In this embodiment, after the three-dimensional offset prediction model predicts the animation vertex offset data corresponding to the sample three-dimensional face animation, three-dimensional model vertex offset adjustment is performed on the three-dimensional basic face model according to the animation vertex offset data, where the animation vertex offset data corresponding to the sample three-dimensional face animation includes three-dimensional vertex offset data driven by each frame of animation audio feature, so that three-dimensional model vertex offset adjustment is performed on the three-dimensional basic face model according to the animation vertex offset data, and three-dimensional face models driven by each frame of animation audio feature and three-dimensional basic face model are obtained, and three-dimensional face models driven by all the animation audio features and three-dimensional basic face models are combined together to obtain the three-dimensional face offset animation driven by the animation audio feature. The three-dimensional basic face model preferably adopts a three-dimensional face model under the neutral expression of a speaker in the sample three-dimensional face animation.
In an ideal state, the three-dimensional face offset animation after the three-dimensional basic face model is driven by the animation vertex offset data predicted by the three-dimensional offset prediction model is the same as the sample three-dimensional face animation carried by the animation audio frequency feature, and the prediction capability of the three-dimensional offset prediction model is the most accurate. Therefore, in order to improve the prediction accuracy of the three-dimensional offset prediction model, a third loss function between the three-dimensional face offset animation and the sample three-dimensional face animation needs to be calculated, and the model parameter adjustment is performed on the three-dimensional offset prediction model according to the third loss function, so that the three-dimensional face offset animation driven by the sample vertex offset data predicted by the three-dimensional offset prediction model is gradually close to the sample three-dimensional face animation, and the tuning of the three-dimensional offset prediction model is realized.
As an alternative implementation manner, in another embodiment of the present application, a training process of the three-dimensional offset prediction model is disclosed, and specifically the method may further include the following steps:
first, the driving characteristics of the audio corresponding to the sample video on the face in the sample video are obtained.
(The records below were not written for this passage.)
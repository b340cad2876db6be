//! Tests for REFER message handling in dialog-core

use std::sync::Arc;
use std::net::SocketAddr;
use std::time::Duration;
use tokio::sync::mpsc;

use rvoip_dialog_core::{
    api::unified::UnifiedDialogApi,
    builder::DialogBuilder,
    events::SessionCoordinationEvent,
    DialogId,
};
use rvoip_sip_core::{
    Request, Method, Uri, StatusCode,
    Message,
    types::refer_to::ReferTo,
};
use rvoip_transaction_core::TransactionKey;

/// Helper to create a test dialog API
async fn create_test_dialog_api(port: u16) -> Arc<UnifiedDialogApi> {
    use rvoip_session_core::api::builder::SessionManagerConfig;
    
    let mut config = SessionManagerConfig::default();
    config.sip_port = port;
    config.local_address = format!("sip:test@127.0.0.1:{}", port);
    config.local_bind_addr = format!("127.0.0.1:{}", port).parse().unwrap();
    
    let dialog_builder = DialogBuilder::new(config);
    dialog_builder.build()
        .await
        .expect("Failed to create dialog API")
}

#[tokio::test]
async fn test_refer_creates_transfer_request_event() {
    println!("🧪 Testing REFER → TransferRequest event generation");
    
    // Create dialog API
    let dialog_api = create_test_dialog_api(40001).await;
    
    // Create event channel to capture SessionCoordinationEvents
    let (event_tx, mut event_rx) = mpsc::channel::<SessionCoordinationEvent>(100);
    
    // Set up event handler
    dialog_api.set_session_event_handler(event_tx).await;
    
    // Create an established dialog first (simulate active call)
    let call_handle = dialog_api
        .make_call(
            "sip:alice@127.0.0.1:40001",
            "sip:bob@127.0.0.1:40002",
            None
        )
        .await
        .expect("Failed to create call");
    
    let dialog_id = call_handle.dialog().id().clone();
    let call_id = call_handle.dialog().call_id().clone();
    let local_tag = call_handle.dialog().local_tag().clone();
    let remote_tag = "remote-tag-123".to_string();
    
    // Manually set dialog as confirmed (simulate 200 OK received)
    // Note: In real scenario, this happens when 200 OK is received
    
    // Create REFER request
    let refer_uri = format!("sip:alice@127.0.0.1:40001;tag={}", local_tag);
    let mut refer_request = Request::new(
        Method::REFER,
        refer_uri.parse::<Uri>().unwrap()
    );
    
    // Add required headers
    refer_request.add_header("Call-ID", &call_id);
    refer_request.add_header("From", &format!("sip:bob@127.0.0.1:40002;tag={}", remote_tag));
    refer_request.add_header("To", &format!("sip:alice@127.0.0.1:40001;tag={}", local_tag));
    refer_request.add_header("CSeq", "2 REFER");
    
    // Add Refer-To header (the transfer target)
    refer_request.add_header("Refer-To", "sip:charlie@127.0.0.1:40003");
    
    // Add optional Referred-By header
    refer_request.add_header("Referred-By", "sip:bob@127.0.0.1:40002");
    
    // Process the REFER request through dialog API
    let source_addr: SocketAddr = "127.0.0.1:40002".parse().unwrap();
    
    // Send REFER through the dialog manager
    // This simulates receiving a REFER from the network
    let result = dialog_api.process_request(refer_request.clone(), source_addr).await;
    
    // Should succeed
    assert!(result.is_ok(), "Failed to process REFER: {:?}", result);
    
    // Wait for event to be generated
    tokio::time::timeout(Duration::from_millis(500), async {
        while let Some(event) = event_rx.recv().await {
            println!("Received event: {:?}", event);
            
            if let SessionCoordinationEvent::TransferRequest {
                dialog_id: event_dialog_id,
                transaction_id,
                refer_to,
                referred_by,
                replaces,
            } = event {
                // Verify the event contains correct data
                assert_eq!(event_dialog_id, dialog_id);
                assert_eq!(refer_to.uri().to_string(), "sip:charlie@127.0.0.1:40003");
                assert_eq!(referred_by, Some("sip:bob@127.0.0.1:40002".to_string()));
                assert_eq!(replaces, None);
                
                println!("✅ TransferRequest event generated correctly");
                return;
            }
        }
        panic!("Did not receive TransferRequest event");
    })
    .await
    .expect("Timeout waiting for TransferRequest event");
}

#[tokio::test]
async fn test_refer_without_dialog_returns_481() {
    println!("🧪 Testing REFER without dialog → 481 response");
    
    // Create dialog API
    let dialog_api = create_test_dialog_api(40010).await;
    
    // Create REFER request without an existing dialog
    let mut refer_request = Request::new(
        Method::REFER,
        "sip:alice@127.0.0.1:40010".parse::<Uri>().unwrap()
    );
    
    // Add headers
    refer_request.add_header("Call-ID", "nonexistent-call-id");
    refer_request.add_header("From", "sip:bob@127.0.0.1:40011;tag=from-tag");
    refer_request.add_header("To", "sip:alice@127.0.0.1:40010");
    refer_request.add_header("CSeq", "1 REFER");
    refer_request.add_header("Refer-To", "sip:charlie@127.0.0.1:40012");
    
    let source_addr: SocketAddr = "127.0.0.1:40011".parse().unwrap();
    
    // Process should succeed but generate 481 response
    let result = dialog_api.process_request(refer_request, source_addr).await;
    
    // The processing should succeed (no error)
    assert!(result.is_ok());
    
    // Should have sent 481 response (checked via transaction manager)
    println!("✅ REFER without dialog handled correctly");
}

#[tokio::test]
async fn test_refer_with_replaces_header() {
    println!("🧪 Testing REFER with Replaces header (attended transfer)");
    
    // Create dialog API
    let dialog_api = create_test_dialog_api(40020).await;
    
    // Create event channel
    let (event_tx, mut event_rx) = mpsc::channel::<SessionCoordinationEvent>(100);
    dialog_api.set_session_event_handler(event_tx).await;
    
    // Create an established dialog
    let call_handle = dialog_api
        .make_call(
            "sip:alice@127.0.0.1:40020",
            "sip:bob@127.0.0.1:40021",
            None
        )
        .await
        .expect("Failed to create call");
    
    let dialog_id = call_handle.dialog().id().clone();
    let call_id = call_handle.dialog().call_id().clone();
    let local_tag = call_handle.dialog().local_tag().clone();
    
    // Create REFER with Replaces header
    let refer_uri = format!("sip:alice@127.0.0.1:40020;tag={}", local_tag);
    let mut refer_request = Request::new(
        Method::REFER,
        refer_uri.parse::<Uri>().unwrap()
    );
    
    refer_request.add_header("Call-ID", &call_id);
    refer_request.add_header("From", "sip:bob@127.0.0.1:40021;tag=remote-tag");
    refer_request.add_header("To", &format!("sip:alice@127.0.0.1:40020;tag={}", local_tag));
    refer_request.add_header("CSeq", "2 REFER");
    refer_request.add_header("Refer-To", "sip:charlie@127.0.0.1:40022");
    
    // Add Replaces header for attended transfer
    refer_request.add_header("Replaces", "other-call-id;to-tag=tt;from-tag=ft");
    
    let source_addr: SocketAddr = "127.0.0.1:40021".parse().unwrap();
    
    // Process the REFER
    let result = dialog_api.process_request(refer_request, source_addr).await;
    assert!(result.is_ok());
    
    // Verify TransferRequest event contains Replaces
    tokio::time::timeout(Duration::from_millis(500), async {
        while let Some(event) = event_rx.recv().await {
            if let SessionCoordinationEvent::TransferRequest {
                replaces,
                ..
            } = event {
                assert!(replaces.is_some());
                assert!(replaces.unwrap().contains("other-call-id"));
                println!("✅ Replaces header preserved in TransferRequest");
                return;
            }
        }
    })
    .await
    .expect("Timeout waiting for event");
}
In this embodiment, when the emotion extraction network is used to extract emotion features in the sample video, the extracted emotion features may be mixed with motion features of the face under audio driving, that is, actions of the face in the sample video when the face speaks audio, for example, actions of the lip and mouth parts of the face when the audio is output. When the three-dimensional deviation prediction model performs three-dimensional model vertex deviation prediction according to the audio features and the emotion features, in order to ensure that any emotion can be inserted into the audio-driven three-dimensional face model, and the inserted emotion does not influence the driving of the audio on the three-dimensional face model, the three-dimensional deviation prediction model needs to be trained by using purer emotion features (i.e., features irrelevant to the audio-driven face deviation). Therefore, the present embodiment needs to decouple the emotional features corresponding to the extracted sample video from the relevant characterization of the audio driver. Firstly, the driving characteristics of the audio corresponding to the sample video to the human face in the sample video are required to be acquired. For example, the offset characteristic of the lip part in the video frame corresponding to each frame of audio is used as the driving characteristic of the audio frame to the human face in the characteristic that the human face characteristic is compared with the characteristic of the neutral expression of the human face.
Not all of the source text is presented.